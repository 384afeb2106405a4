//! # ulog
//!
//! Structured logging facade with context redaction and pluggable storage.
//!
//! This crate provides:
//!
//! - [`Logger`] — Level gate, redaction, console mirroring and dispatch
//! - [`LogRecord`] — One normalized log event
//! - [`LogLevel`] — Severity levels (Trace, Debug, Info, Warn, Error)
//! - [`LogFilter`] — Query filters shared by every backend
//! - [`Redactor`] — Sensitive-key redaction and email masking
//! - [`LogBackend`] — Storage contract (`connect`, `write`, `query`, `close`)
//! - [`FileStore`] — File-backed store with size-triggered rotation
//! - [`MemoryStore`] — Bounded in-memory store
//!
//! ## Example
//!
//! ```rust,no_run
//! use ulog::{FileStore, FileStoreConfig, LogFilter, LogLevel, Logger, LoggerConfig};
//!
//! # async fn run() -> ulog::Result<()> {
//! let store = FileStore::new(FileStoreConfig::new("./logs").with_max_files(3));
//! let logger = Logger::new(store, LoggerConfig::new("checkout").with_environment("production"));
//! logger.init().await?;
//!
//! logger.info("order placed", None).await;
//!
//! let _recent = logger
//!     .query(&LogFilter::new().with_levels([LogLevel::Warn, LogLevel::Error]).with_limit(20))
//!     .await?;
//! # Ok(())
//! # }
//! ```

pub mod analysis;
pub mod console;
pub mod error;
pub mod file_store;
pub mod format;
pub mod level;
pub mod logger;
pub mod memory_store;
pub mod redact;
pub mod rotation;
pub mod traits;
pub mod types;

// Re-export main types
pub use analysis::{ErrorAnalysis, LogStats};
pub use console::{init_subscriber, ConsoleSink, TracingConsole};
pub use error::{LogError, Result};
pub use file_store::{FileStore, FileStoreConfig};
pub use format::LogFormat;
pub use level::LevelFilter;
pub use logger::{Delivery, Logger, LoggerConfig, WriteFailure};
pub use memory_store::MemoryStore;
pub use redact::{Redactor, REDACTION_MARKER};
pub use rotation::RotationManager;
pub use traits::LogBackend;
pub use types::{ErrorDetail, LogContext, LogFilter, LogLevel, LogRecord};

——————————

What to produce: Return, in full, every line of these entries that holds "await".

Solution to this task:
//! logger.init().await?;
//! logger.info("order placed", None).await;
//!     .await?;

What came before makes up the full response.